WHAT YOU HAVE TO DO – Within the records, how many lines hold the word "Generate"? State that number alone.

[Data extracted from a collection]
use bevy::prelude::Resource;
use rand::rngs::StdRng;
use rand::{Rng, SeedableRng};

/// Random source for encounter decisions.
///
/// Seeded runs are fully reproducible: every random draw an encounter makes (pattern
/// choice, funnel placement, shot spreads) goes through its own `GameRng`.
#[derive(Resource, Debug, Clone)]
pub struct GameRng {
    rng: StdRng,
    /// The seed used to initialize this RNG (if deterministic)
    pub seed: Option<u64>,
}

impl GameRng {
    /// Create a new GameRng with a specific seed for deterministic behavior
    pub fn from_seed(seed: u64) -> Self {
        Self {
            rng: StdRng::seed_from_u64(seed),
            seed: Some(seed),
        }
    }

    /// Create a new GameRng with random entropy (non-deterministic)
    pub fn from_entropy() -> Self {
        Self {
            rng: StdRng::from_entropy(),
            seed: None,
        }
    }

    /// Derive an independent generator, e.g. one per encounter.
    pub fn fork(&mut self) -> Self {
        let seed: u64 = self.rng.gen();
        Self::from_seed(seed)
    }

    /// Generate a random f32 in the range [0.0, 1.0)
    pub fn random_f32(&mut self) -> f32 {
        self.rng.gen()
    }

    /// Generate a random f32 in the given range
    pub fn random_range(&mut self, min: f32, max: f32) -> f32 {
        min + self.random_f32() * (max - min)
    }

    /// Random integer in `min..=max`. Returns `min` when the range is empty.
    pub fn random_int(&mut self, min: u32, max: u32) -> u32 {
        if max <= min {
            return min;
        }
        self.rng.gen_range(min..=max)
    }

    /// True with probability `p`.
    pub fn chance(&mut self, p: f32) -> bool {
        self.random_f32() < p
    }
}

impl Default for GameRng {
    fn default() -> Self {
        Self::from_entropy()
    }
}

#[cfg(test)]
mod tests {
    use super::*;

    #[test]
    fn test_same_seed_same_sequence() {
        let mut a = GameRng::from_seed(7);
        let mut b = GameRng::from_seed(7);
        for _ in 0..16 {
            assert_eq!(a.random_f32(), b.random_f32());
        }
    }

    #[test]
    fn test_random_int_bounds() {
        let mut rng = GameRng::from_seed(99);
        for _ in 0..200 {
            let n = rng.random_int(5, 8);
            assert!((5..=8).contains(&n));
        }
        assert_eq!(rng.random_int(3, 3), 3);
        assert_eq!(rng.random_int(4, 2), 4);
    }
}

--

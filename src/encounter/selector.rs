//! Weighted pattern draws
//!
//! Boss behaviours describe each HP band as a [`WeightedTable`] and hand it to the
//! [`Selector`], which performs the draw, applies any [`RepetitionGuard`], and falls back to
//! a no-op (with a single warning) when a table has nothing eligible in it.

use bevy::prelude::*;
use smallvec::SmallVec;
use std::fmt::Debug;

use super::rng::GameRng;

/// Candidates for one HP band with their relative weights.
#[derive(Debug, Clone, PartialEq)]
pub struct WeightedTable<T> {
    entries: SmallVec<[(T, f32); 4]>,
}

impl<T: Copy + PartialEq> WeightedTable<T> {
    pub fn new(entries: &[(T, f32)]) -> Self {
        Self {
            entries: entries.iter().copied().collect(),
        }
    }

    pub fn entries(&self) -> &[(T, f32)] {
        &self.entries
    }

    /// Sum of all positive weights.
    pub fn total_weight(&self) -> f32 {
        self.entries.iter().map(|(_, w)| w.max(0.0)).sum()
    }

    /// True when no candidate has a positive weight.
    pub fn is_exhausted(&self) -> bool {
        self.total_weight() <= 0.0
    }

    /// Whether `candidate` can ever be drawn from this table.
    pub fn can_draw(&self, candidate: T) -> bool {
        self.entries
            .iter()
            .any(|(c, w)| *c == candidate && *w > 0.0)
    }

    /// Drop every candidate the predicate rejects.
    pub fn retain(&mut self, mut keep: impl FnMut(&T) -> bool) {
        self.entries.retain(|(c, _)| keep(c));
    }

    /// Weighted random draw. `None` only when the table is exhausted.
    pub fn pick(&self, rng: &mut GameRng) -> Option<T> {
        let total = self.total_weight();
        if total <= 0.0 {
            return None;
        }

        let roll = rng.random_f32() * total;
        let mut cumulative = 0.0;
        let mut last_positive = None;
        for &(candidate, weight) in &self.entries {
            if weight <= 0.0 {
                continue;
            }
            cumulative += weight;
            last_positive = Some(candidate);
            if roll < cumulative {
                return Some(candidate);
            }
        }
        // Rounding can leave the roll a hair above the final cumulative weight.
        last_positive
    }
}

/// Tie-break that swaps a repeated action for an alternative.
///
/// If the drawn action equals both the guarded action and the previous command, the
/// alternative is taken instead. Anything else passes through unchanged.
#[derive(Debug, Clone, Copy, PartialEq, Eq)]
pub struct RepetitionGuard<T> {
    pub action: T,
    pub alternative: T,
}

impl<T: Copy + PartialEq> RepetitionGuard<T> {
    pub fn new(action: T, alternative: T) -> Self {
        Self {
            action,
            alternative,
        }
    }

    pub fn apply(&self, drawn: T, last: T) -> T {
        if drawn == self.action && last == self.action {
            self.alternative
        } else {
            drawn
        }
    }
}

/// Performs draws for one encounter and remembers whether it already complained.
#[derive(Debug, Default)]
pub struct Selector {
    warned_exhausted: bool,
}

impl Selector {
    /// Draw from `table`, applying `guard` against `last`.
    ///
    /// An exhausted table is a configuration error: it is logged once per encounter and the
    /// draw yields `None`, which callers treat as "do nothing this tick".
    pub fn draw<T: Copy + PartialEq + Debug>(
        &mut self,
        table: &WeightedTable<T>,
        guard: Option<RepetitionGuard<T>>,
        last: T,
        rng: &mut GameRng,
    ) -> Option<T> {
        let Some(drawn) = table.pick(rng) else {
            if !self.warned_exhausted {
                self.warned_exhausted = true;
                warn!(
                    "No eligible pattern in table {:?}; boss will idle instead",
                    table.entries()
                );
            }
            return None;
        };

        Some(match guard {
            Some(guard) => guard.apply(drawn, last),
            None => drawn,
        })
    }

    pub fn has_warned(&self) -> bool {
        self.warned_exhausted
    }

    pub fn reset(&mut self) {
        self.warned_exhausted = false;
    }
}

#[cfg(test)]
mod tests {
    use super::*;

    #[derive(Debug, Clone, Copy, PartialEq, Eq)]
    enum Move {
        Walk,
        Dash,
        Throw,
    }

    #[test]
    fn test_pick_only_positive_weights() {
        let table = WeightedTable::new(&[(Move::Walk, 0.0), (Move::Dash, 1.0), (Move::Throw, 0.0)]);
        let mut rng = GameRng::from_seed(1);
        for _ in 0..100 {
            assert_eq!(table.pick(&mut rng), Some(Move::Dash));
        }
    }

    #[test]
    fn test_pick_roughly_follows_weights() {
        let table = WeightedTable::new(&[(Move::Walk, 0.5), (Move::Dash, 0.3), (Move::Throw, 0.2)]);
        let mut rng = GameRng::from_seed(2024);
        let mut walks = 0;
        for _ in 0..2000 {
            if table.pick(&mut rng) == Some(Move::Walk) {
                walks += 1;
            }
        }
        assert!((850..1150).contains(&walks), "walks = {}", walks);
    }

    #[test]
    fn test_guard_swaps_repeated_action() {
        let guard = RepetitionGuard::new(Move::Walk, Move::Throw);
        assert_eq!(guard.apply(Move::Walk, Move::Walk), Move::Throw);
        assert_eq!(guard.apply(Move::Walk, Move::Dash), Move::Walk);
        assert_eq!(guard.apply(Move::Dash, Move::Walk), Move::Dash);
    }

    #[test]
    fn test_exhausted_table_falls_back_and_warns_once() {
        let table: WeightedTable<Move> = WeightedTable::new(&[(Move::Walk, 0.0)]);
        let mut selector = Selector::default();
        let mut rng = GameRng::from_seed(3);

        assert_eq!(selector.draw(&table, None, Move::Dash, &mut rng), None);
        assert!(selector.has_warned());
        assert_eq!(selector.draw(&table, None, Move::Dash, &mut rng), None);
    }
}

TASK RESPONSE – 2